Fin de mon périple, c’est l’hiver il fait encore plus froid, je suis allé jusqu’au nord de York affrontant la neige qui est tombée en quantité cette année là, au retour j’ai calé de fatigue à Peterborough. J’arrive à Londres la mobylette sur le train à la gare de Paddington.
Première visite au Victoria&Albert Museum et aussi au Museum of Mankind. Je suis retourné par les fabuleuses collections de céramique. J’ai passé des journées entières à explorer et à dessiner les trésors que je découvrais.
Les pots, ces humbles objets sont universels et intemporels. Ils créent un lien, ils ont été et sont encore propres à l’humanité en tous lieux et de tous temps. Apprendre la patience et la persévérance pour aller à la source, aimer dans la conscience du souffle qui nous traverse, revenir à la source et ne pas perdre la soif.

Cette coupe d’or du désir,
Vers tous les infinis tendue,
Nous est offerte, et nous est due,
Car seuls nous la pouvons saisir !
Les siècles tour à tour y viennent.
Verser leur tribut au nectar
Que font plus doux ceux qui la tiennent
Pour ceux qui la tiendront plus tard !
S’il s’y mêle encore une haleine
De fange, de sang et de fiel,
Devons-nous dédaigner son miel,
Ou la renverser presque pleine ?
Elle n’est jamais sans saveur :
Un pleur même y devient suave !

Sully Prudhomme, extrait de « La Justice »

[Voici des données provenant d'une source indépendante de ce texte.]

use crate::core::hvac::SMALL_LOAD;
use crate::core::material_properties::MaterialProperties;
use serde::Deserialize;
use std::sync::LazyLock;
use strum::Display as StrumDisplay;

/// This module provides the operating-mode state machines of the unit controllers: the
/// dwell timer that pins a mode once it has changed, and the mode selection rules of the
/// integrated heat pump.

/// Holds a newly chosen mode for a minimum time, so that a unit cannot toggle between modes
/// on successive iterations.
#[derive(Clone, Debug, PartialEq)]
pub struct ModeDwellTimer {
    min_mode_change_time: f64,
    change_over_time: Option<f64>,
    last_day: Option<u32>,
}

impl ModeDwellTimer {
    /// Arguments:
    /// * `min_mode_change_time` - minimum time a mode is held after it changes, in hours
    ///                            (zero disables the timer)
    pub fn new(min_mode_change_time: f64) -> Self {
        Self {
            min_mode_change_time,
            change_over_time: None,
            last_day: None,
        }
    }

    /// Whether a mode chosen before `now` (hours) must still be held.
    pub fn is_locked(&self, now: f64) -> bool {
        self.min_mode_change_time > 0.
            && self
                .change_over_time
                .is_some_and(|change_over_time| now <= change_over_time)
    }

    pub fn start(&mut self, now: f64) {
        self.change_over_time = Some(now + self.min_mode_change_time);
    }

    /// During warm-up the same day is simulated repeatedly, so the timer is cleared whenever
    /// a new warm-up day starts.
    pub fn reset_on_new_warmup_day(&mut self, warmup: bool, day: u32) {
        if warmup && self.last_day != Some(day) {
            self.change_over_time = None;
        }
        self.last_day = Some(day);
    }
}

/// A mode together with the dwell timer guarding it.
#[derive(Clone, Debug)]
pub struct ModeStateMachine<M> {
    timer: ModeDwellTimer,
    current: M,
    previous: M,
}

impl<M: Copy + PartialEq> ModeStateMachine<M> {
    pub fn new(initial: M, min_mode_change_time: f64) -> Self {
        Self {
            timer: ModeDwellTimer::new(min_mode_change_time),
            current: initial,
            previous: initial,
        }
    }

    pub fn current(&self) -> M {
        self.current
    }

    /// The mode in force before the latest change
    pub fn previous(&self) -> M {
        self.previous
    }

    pub fn timer(&self) -> &ModeDwellTimer {
        &self.timer
    }

    pub fn timer_mut(&mut self) -> &mut ModeDwellTimer {
        &mut self.timer
    }

    /// Re-evaluate the mode at time `now` (hours). While the dwell timer is running the
    /// current mode is kept and `evaluate` is not called.
    pub fn update(&mut self, now: f64, evaluate: impl FnOnce() -> M) -> M {
        if self.timer.is_locked(now) {
            return self.current;
        }
        let candidate = evaluate();
        if candidate != self.current {
            self.previous = self.current;
            self.current = candidate;
            self.timer.start(now);
        }
        self.current
    }
}

/// Operating modes of an integrated air-source heat pump.
#[derive(Clone, Copy, Debug, Default, PartialEq, Eq, Hash, StrumDisplay)]
pub enum IhpOperationMode {
    #[default]
    Idle,
    SpaceClg,
    SpaceHtg,
    DedicatedWaterHtg,
    /// Simultaneous cooling and water heating, with the speed chosen to match the cooling load
    ScwhMatchSc,
    /// Simultaneous cooling and water heating, with the speed chosen to match water heating
    ScwhMatchWh,
    /// Space cooling with a small amount of dedicated water heating
    SpaceClgDedicatedWaterHtg,
    ShdwhElecHeatOff,
    ShdwhElecHeatOn,
}
//! Secret wrapper for sensitive values

use std::fmt;

use zeroize::Zeroize;

/// Sensitive value - redacted in Debug/Display/logs, zeroized on drop.
///
/// Used for the OAuth client secret and anything else that must never end
/// up in log output. Deserializable so configuration loaders can produce it
/// directly; there is deliberately no Serialize impl.
pub struct Secret<T: Zeroize>(T);

impl<T: Zeroize> Secret<T> {
    /// Create a new secret value
    pub fn new(value: T) -> Self {
        Self(value)
    }

    /// Expose the inner value (use sparingly)
    pub fn expose(&self) -> &T {
        &self.0
    }
}

impl Secret<String> {
    /// Whether the wrapped string is empty. Config validation rejects empty
    /// secrets without exposing them.
    pub fn is_empty(&self) -> bool {
        self.0.is_empty()
    }
}

impl<T: Zeroize> From<T> for Secret<T> {
    fn from(value: T) -> Self {
        Self::new(value)
    }
}

impl<T: Zeroize> fmt::Debug for Secret<T> {
    fn fmt(&self, f: &mut fmt::Formatter<'_>) -> fmt::Result {
        write!(f, "[REDACTED]")
    }
}

impl<T: Zeroize> fmt::Display for Secret<T> {
    fn fmt(&self, f: &mut fmt::Formatter<'_>) -> fmt::Result {
        write!(f, "[REDACTED]")
    }
}

impl<T: Zeroize> Drop for Secret<T> {
    fn drop(&mut self) {
        self.0.zeroize();
    }
}

impl<T: Zeroize + Clone> Clone for Secret<T> {
    fn clone(&self) -> Self {
        Self(self.0.clone())
    }
}

impl<'de, T> serde::Deserialize<'de> for Secret<T>
where
    T: serde::Deserialize<'de> + Zeroize,
{
    fn deserialize<D>(deserializer: D) -> Result<Self, D::Error>
    where
        D: serde::Deserializer<'de>,
    {
        T::deserialize(deserializer).map(Secret::new)
    }
}
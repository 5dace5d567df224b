//! Credential data model
//!
//! `Credentials` is the token-endpoint payload plus a locally stamped
//! issuance timestamp. The provider's own notion of issuance time is never
//! trusted: `created_at` is always `now - backdate` on this side of the
//! wire, so `expires_at = created_at + expires_in` holds for any value the
//! subsystem hands out.

use common::Secret;
use serde::{Deserialize, Serialize};

/// One account's OAuth credential set.
///
/// Decoded directly from the token endpoint (where `refresh_token` may be
/// absent and `created_at` always is), then stamped. A set without a
/// `refresh_token` or without `created_at` is usable until expiry but can
/// never be refreshed.
#[derive(Debug, Clone, Serialize, Deserialize)]
pub struct Credentials {
    /// Expected constant "bearer"
    pub token_type: String,
    /// Seconds until the access token expires (delta from issuance)
    pub expires_in: u64,
    /// Opaque bearer token for API calls
    pub access_token: String,
    /// Space-separated granted scopes
    pub scope: String,
    /// Rotating single-use refresh token; absence means non-refreshable
    #[serde(default, skip_serializing_if = "Option::is_none")]
    pub refresh_token: Option<String>,
    /// Locally stamped issuance time, epoch seconds
    #[serde(default, skip_serializing_if = "Option::is_none")]
    pub created_at: Option<u64>,
}

impl Credentials {
    /// Absolute access-token expiry, epoch seconds. An unstamped set counts
    /// as issued at epoch 0 and is therefore always stale.
    pub fn expires_at(&self) -> u64 {
        self.created_at.unwrap_or(0) + self.expires_in
    }

    /// Whether the access token is still usable at `now`, with a safety
    /// margin so callers refresh slightly before true expiry.
    pub fn is_fresh(&self, now: u64, skew_secs: u64) -> bool {
        self.expires_at() > now + skew_secs
    }

    /// Stamp the issuance time as `now - backdate`. Called exactly once per
    /// acquisition or refresh, before the set is visible to anyone.
    pub fn stamp_created_at(&mut self, now: u64, backdate_secs: u64) {
        self.created_at = Some(now.saturating_sub(backdate_secs));
    }

    /// Absolute refresh-token expiry for a given lifetime window, or `None`
    /// when the set was never stamped.
    pub fn refresh_expires_at(&self, lifetime_secs: u64) -> Option<u64> {
        self.created_at.map(|created| created + lifetime_secs)
    }
}

/// Application-level OAuth credentials, required for code exchange and
/// token refresh. Both fields travel together by construction, so there is
/// no half-configured state to validate at call time.
#[derive(Debug, Clone)]
pub struct AppCredentials {
    pub client_id: String,
    pub client_secret: Secret<String>,
}

impl AppCredentials {
    pub fn new(client_id: impl Into<String>, client_secret: impl Into<String>) -> Self {
        Self {
            client_id: client_id.into(),
            client_secret: Secret::new(client_secret.into()),
        }
    }
}

/// Current unix time in whole seconds.
pub fn now_epoch() -> u64 {
    std::time::SystemTime::now()
        .duration_since(std::time::UNIX_EPOCH)
        .unwrap_or_default()
        .as_secs()
}

#[cfg(test)]
mod tests {
    use super::*;

    fn credentials(expires_in: u64, created_at: Option<u64>) -> Credentials {
        Credentials {
            token_type: "bearer".into(),
            expires_in,
            access_token: "at_test".into(),
            scope: "tweet.read users.read offline.access".into(),
            refresh_token: Some("rt_test".into()),
            created_at,
        }
    }

    #[test]
    fn fresh_with_wide_margin() {
        // 200 seconds remaining, well past the 10 second skew
        let now = 1_700_000_000;
        let set = credentials(7200, Some(now - 7000));
        assert!(set.is_fresh(now, 10));
    }

    #[test]
    fn stale_inside_skew_window() {
        // 5 seconds remaining is inside the 10 second skew, treat as expired
        let now = 1_700_000_000;
        let set = credentials(7200, Some(now - 7195));
        assert!(!set.is_fresh(now, 10));
    }

    #[test]
    fn unstamped_set_is_always_stale() {
        let set = credentials(7200, None);
        assert_eq!(set.expires_at(), 7200);
        assert!(!set.is_fresh(1_700_000_000, 10));
    }

    #[test]
    fn stamp_backdates_against_clock_drift() {
        let now = 1_700_000_000;
        let mut set = credentials(7200, None);
        set.stamp_created_at(now, 10);
        assert_eq!(set.created_at, Some(now - 10));
        assert_eq!(set.expires_at(), now - 10 + 7200);
    }

    #[test]
    fn refresh_expiry_requires_stamp() {
        let set = credentials(7200, Some(1_700_000_000));
        assert_eq!(
            set.refresh_expires_at(15_552_000),
            Some(1_700_000_000 + 15_552_000)
        );
        assert_eq!(credentials(7200, None).refresh_expires_at(15_552_000), None);
    }

    #[test]
    fn decodes_token_endpoint_payload() {
        let json = r#"{
            "token_type": "bearer",
            "expires_in": 7200,
            "access_token": "at_abc",
            "scope": "tweet.read offline.access",
            "refresh_token": "rt_def"
        }"#;
        let set: Credentials = serde_json::from_str(json).unwrap();
        assert_eq!(set.access_token, "at_abc");
        assert_eq!(set.refresh_token.as_deref(), Some("rt_def"));
        assert_eq!(set.created_at, None);
    }

    #[test]
    fn decodes_payload_without_refresh_token() {
        let json = r#"{
            "token_type": "bearer",
            "expires_in": 7200,
            "access_token": "at_abc",
            "scope": "tweet.read"
        }"#;
        let set: Credentials = serde_json::from_str(json).unwrap();
        assert_eq!(set.refresh_token, None);
    }

    #[test]
    fn serializes_without_absent_options() {
        let set = credentials(7200, None);
        let mut stripped = set.clone();
        stripped.refresh_token = None;
        let json = serde_json::to_string(&stripped).unwrap();
        assert!(!json.contains("refresh_token"));
        assert!(!json.contains("created_at"));
    }

    #[test]
    fn app_credentials_redact_secret() {
        let app = AppCredentials::new("client-1", "hunter2");
        let debug = format!("{app:?}");
        assert!(debug.contains("client-1"));
        assert!(!debug.contains("hunter2"));
    }
}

La proposition m’a été faite par le Victoria & Albert Museum de réaliser un projet pour la réouverture des collections de céramiques au public. C’est un grand honneur et une marque confiance, tel je l’ai rêvé : un privilège.
« La Soif et la Source » est le titre de la sculpture que je m’apprête à cuire dans le jardin du Musée. Hommage à ceux qui m’ont transmis leur souffle, besoin de transmettre à d’autres l’énergie de la source qui désaltère : l’eau coule en moi.
Forme double, cette sculpture figure le flux. Sa fluidité va permettre au feu de la traverser, c’est de l’intérieur que va venir son feu ; sculpture et four à la fois. Penser le flux du feu, penser celui de l’eau, l’eau coule vers le bas, le feu lui coule vers le haut.
La sculpture est l’œuvre qui reste et qui témoigne de la dramaturgie de l’instant et du temps. Concentrer les énergies de chacun pour rassembler en un lieu et un temps définis (trois jours et deux nuits dans le Madjeski Garden du Victoria & Albert Museum) pour cuire l’œuvre c’est l’action dramatique. Le vécu partagé qui ne pourrait s’exprimer de la même façon dans la solitude de mon atelier : l’instant, le temps.
Si vous avez quelque chose à dire vous trouverez la forme appropriée pour l’exprimer, disait Cardew dans « Pionner Potter ». La seule vraie tristesse est l’absence de désir. Le Désir est une mobilisation vers l’Absolu, le monde intelligible. L’homme est un être de désir, ce moteur de la vie humaine est un besoin.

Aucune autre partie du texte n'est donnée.